Deux couloirs plus loin, la chatte Liz aperçoit un groupe de policiers lui foncer dessus. Elle les fixe du regard et s'imagine des belles grosses souris géantes et succulentes. Et voilà que sous les uniformes s'agitent quatre rongeurs ahuris. Liz n'écoutant que sa faim s'élance vers les souris qui s'enfuient en tous sens. La chatte subtile et adroite en a attrapé une avec qui elle joue entre ses pattes. Elle approche ses crocs vers la malheureuse qui n'en mène pas large. Et, au moment où elle allait croquer sa proie, elle ressent une douleur dans la nuque.

 

Quelque chose l'agrippe, la secoue. 

-Madame, Madame, réveillez-vous. Votre train va partir!

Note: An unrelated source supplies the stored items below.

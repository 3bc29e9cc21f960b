use std::time::Duration;

use crate::args::{LoaderArgs, PositiveUsize, SinkKind};
use crate::error::{AppError, AppResult, ConfigError, ValidationError};
use crate::http::{DEFAULT_REQUEST_TIMEOUT, DEFAULT_TARGET_URL, EndpointTarget, join_endpoint};
use crate::metrics::DEFAULT_SUMMARY_INTERVAL;
use crate::payload::PayloadConfig;
use crate::sinks::{DEFAULT_SINK_TIMEOUT, SinkTarget, default_sink_address};

use super::env::EnvConfig;
use super::types::{
    ConfigFile, DEFAULT_WORKERS, DurationValue, LoaderConfig, check_worker_count,
};

/// Merges CLI flags, the optional config file, and the environment into one
/// [`LoaderConfig`].
///
/// # Errors
///
/// Returns an error when a CLI or config-file value is invalid. Environment
/// problems never fail here; [`EnvConfig`] already replaced them.
pub fn resolve_config(
    args: &LoaderArgs,
    file: Option<&ConfigFile>,
    env: &EnvConfig,
) -> AppResult<LoaderConfig> {
    let empty = ConfigFile::default();
    let file = file.unwrap_or(&empty);

    let workers = match (args.workers, file.workers) {
        (Some(workers), _) => check_worker_count(workers).map_err(AppError::validation)?,
        (None, Some(workers)) => check_worker_count(positive_field("workers", workers)?)
            .map_err(|err| {
                AppError::config(ConfigError::InvalidField {
                    field: "workers",
                    source: err,
                })
            })?,
        (None, None) => env
            .workers
            .or_else(|| PositiveUsize::new(DEFAULT_WORKERS))
            .unwrap_or(PositiveUsize::MIN),
    };

    let target_url = args
        .target_url
        .as_deref()
        .or(file.target_url.as_deref())
        .or(env.target_url.as_deref())
        .unwrap_or(DEFAULT_TARGET_URL);
    let target = EndpointTarget::parse(target_url).map_err(AppError::validation)?;

    let sink_kind = args.sink.or(file.sink).or(env.sink).unwrap_or_default();
    let sink_address = match args.sink_address.as_deref().or(file.sink_address.as_deref()) {
        Some(address) => {
            validate_sink_address(sink_kind, address).map_err(AppError::validation)?;
            address.trim().to_owned()
        }
        None => env
            .sink_address(sink_kind)
            .unwrap_or_else(|| default_sink_address(sink_kind))
            .to_owned(),
    };
    let sink_timeout = duration_layer(
        args.sink_timeout,
        file.sink_timeout.as_ref(),
        "sink_timeout",
    )?
    .unwrap_or(DEFAULT_SINK_TIMEOUT);

    let id_length = match (args.id_length, file.id_length) {
        (Some(length), _) => length,
        (None, Some(length)) => positive_field("id_length", length)?,
        (None, None) => PayloadConfig::default().id_length,
    };
    let max_slots = args
        .max_slots
        .or(file.max_slots)
        .unwrap_or(PayloadConfig::default().max_slots);

    let request_timeout = duration_layer(
        args.request_timeout,
        file.request_timeout.as_ref(),
        "request_timeout",
    )?
    .unwrap_or(DEFAULT_REQUEST_TIMEOUT);
    let summary_interval = duration_layer(
        args.summary_interval,
        file.summary_interval.as_ref(),
        "summary_interval",
    )?
    .unwrap_or(DEFAULT_SUMMARY_INTERVAL);
    let duration = duration_layer(args.duration, file.duration.as_ref(), "duration")?;

    Ok(LoaderConfig {
        workers,
        target,
        sink: SinkTarget {
            kind: sink_kind,
            address: sink_address,
            timeout: sink_timeout,
        },
        payload: PayloadConfig {
            id_length,
            max_slots,
        },
        request_timeout,
        summary_interval,
        duration,
        seed: args.seed.or(file.seed),
    })
}

/// Line sinks take `host:port`; Prometheus sinks take an http(s) base URL.
pub(super) fn validate_sink_address(kind: SinkKind, address: &str) -> Result<(), ValidationError> {
    let address = address.trim();
    if address.is_empty() {
        return Err(ValidationError::EmptySinkAddress);
    }
    match kind {
        SinkKind::Line => Ok(()),
        SinkKind::Prometheus => {
            let url = join_endpoint(address, "").map_err(|err| ValidationError::InvalidUrl {
                url: address.to_owned(),
                source: err,
            })?;
            if matches!(url.scheme(), "http" | "https") {
                Ok(())
            } else {
                Err(ValidationError::UnsupportedScheme {
                    url: address.to_owned(),
                })
            }
        }
    }
}

fn positive_field(field: &'static str, value: usize) -> AppResult<PositiveUsize> {
    PositiveUsize::try_from(value)
        .map_err(|err| AppError::config(ConfigError::InvalidField { field, source: err }))
}

fn duration_layer(
    cli: Option<Duration>,
    file: Option<&DurationValue>,
    field: &'static str,
) -> AppResult<Option<Duration>> {
    if cli.is_some() {
        return Ok(cli);
    }
    file.map(|value| {
        value
            .to_duration()
            .map_err(|err| AppError::config(ConfigError::InvalidField { field, source: err }))
    })
    .transpose()
}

Elisabeth, la tête écrasée sur son livre, se réveille. Il est temps qu'elle reprenne son service et se dirige vers son deuxième train de la journée.

-Oh, merci beaucoup, lance-t-elle à la serveuse.

Elle range son livre dans son sac. Songeuse, le sourire au bord des lèvres, elle prend ses affaires et se dirige vers le quai numéro dix.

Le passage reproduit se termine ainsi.